- _About this task_
Find the lines in the records below that contain "FrameBuffer", and report each of them.

Records contained in a dataset
-- Opening Marker --

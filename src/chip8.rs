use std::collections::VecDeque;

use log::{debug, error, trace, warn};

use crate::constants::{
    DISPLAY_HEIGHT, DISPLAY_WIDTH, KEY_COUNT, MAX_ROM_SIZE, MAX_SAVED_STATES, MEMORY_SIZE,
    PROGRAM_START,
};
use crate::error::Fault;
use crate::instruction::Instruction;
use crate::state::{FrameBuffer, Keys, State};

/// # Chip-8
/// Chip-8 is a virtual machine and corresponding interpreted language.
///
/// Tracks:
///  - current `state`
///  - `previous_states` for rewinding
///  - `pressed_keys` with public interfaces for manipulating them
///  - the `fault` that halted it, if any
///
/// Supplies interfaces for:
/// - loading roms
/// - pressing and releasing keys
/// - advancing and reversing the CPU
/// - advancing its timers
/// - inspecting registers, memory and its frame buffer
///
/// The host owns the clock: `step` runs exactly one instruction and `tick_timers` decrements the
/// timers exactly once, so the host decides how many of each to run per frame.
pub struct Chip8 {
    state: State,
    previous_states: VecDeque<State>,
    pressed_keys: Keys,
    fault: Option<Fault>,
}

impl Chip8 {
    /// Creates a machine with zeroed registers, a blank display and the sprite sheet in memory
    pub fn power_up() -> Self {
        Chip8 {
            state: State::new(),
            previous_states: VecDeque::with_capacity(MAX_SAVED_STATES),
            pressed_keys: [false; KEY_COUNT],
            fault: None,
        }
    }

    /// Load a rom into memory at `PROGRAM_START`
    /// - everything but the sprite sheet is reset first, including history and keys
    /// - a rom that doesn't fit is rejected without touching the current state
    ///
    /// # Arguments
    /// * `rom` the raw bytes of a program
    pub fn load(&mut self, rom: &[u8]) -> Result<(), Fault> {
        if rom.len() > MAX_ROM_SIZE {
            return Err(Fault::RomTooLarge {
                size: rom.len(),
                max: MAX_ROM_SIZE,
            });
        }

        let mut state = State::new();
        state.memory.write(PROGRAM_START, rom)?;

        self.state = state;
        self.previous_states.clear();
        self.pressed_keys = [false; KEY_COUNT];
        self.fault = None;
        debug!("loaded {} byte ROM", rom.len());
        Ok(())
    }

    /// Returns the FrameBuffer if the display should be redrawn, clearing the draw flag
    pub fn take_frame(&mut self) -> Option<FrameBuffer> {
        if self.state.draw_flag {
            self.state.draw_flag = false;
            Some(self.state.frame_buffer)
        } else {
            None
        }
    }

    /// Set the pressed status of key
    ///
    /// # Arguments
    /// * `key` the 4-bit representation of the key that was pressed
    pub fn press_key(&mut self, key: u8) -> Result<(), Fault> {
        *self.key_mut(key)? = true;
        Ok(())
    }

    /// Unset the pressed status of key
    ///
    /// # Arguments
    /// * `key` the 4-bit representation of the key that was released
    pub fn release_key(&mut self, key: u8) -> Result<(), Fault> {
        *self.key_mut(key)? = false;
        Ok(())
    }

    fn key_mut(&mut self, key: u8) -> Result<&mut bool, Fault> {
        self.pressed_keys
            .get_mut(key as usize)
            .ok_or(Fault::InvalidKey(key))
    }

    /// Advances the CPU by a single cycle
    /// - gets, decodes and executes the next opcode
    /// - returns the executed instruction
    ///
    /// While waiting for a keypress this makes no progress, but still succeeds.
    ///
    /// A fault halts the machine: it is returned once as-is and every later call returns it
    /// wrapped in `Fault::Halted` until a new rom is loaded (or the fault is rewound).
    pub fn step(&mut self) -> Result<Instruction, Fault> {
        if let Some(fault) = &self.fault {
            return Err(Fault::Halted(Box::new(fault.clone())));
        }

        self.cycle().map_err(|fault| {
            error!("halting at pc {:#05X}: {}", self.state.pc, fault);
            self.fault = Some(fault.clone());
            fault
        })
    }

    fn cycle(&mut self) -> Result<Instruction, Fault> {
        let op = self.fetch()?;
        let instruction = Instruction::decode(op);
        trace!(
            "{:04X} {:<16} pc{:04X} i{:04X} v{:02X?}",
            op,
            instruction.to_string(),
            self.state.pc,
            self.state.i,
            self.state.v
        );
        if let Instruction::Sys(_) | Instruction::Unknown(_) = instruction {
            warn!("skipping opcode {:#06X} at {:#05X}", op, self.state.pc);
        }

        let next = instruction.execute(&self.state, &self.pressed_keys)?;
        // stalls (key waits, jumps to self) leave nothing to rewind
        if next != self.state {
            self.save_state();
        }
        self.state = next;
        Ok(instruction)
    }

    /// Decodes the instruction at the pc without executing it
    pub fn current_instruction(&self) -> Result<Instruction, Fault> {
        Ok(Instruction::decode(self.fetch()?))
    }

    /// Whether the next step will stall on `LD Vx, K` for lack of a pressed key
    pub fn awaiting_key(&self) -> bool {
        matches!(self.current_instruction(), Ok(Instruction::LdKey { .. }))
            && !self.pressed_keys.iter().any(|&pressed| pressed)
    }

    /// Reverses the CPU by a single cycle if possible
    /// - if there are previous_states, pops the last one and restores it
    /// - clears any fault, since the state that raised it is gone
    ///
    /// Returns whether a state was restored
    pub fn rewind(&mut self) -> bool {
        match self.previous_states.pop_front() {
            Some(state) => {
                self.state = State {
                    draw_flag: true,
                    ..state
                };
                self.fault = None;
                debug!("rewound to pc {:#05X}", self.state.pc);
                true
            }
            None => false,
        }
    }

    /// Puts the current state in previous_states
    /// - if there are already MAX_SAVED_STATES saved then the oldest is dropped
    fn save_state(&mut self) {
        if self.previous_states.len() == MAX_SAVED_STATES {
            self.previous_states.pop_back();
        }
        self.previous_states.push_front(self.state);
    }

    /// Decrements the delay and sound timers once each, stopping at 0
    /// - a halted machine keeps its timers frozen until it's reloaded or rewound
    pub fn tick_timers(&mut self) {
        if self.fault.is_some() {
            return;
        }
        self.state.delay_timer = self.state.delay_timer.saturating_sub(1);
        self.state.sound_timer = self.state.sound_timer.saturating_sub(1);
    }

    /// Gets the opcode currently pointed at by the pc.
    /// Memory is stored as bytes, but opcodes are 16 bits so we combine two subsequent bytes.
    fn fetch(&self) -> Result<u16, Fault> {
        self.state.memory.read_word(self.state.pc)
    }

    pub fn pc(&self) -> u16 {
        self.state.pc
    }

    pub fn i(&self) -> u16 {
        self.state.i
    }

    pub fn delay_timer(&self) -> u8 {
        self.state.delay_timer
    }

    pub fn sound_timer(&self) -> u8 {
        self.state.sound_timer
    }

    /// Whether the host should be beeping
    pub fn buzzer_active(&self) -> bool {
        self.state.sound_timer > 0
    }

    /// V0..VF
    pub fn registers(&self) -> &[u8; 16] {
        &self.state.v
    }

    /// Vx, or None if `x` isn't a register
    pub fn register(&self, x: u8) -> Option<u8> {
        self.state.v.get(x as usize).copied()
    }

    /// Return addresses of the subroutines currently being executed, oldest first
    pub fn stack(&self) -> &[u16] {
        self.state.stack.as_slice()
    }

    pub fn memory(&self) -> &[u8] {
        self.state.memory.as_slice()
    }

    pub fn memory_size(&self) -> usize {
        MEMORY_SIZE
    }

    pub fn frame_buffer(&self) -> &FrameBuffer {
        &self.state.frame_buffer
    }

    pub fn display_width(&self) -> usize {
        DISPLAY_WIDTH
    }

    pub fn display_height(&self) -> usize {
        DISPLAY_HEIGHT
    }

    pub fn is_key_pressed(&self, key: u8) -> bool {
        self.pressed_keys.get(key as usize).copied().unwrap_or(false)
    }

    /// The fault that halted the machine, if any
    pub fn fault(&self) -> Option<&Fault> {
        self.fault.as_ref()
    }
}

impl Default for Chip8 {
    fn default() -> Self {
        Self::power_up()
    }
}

-- Closing Marker --

- _Answer box_
use crate::state::{FrameBuffer, Keys, State};
    /// Returns the FrameBuffer if the display should be redrawn, clearing the draw flag
    pub fn take_frame(&mut self) -> Option<FrameBuffer> {
    pub fn frame_buffer(&self) -> &FrameBuffer {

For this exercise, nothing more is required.